(Records contained in a dataset)
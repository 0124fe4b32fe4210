use anyhow::{Context, Result};
use sqlx::MySqlPool;
use sqlx::mysql::MySqlPoolOptions;
use std::time::Duration;

pub async fn init_db(database_url: &str, run_migrations: bool) -> Result<MySqlPool> {
    let pool = MySqlPoolOptions::new()
        .max_connections(10)
        .acquire_timeout(Duration::from_secs(5))
        .connect(database_url)
        .await
        .context("Failed to connect to database")?;

    if run_migrations {
        sqlx::migrate!()
            .run(&pool)
            .await
            .context("Failed to run database migrations")?;
        tracing::info!("Database migrations applied");
    }

    Ok(pool)
}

— PROBLEM STATEMENT —
The required output is each line of the entries that contains the word "sqlx".

— ANSWER TO THE EXERCISE —
use sqlx::MySqlPool;
use sqlx::mysql::MySqlPoolOptions;
        sqlx::migrate!()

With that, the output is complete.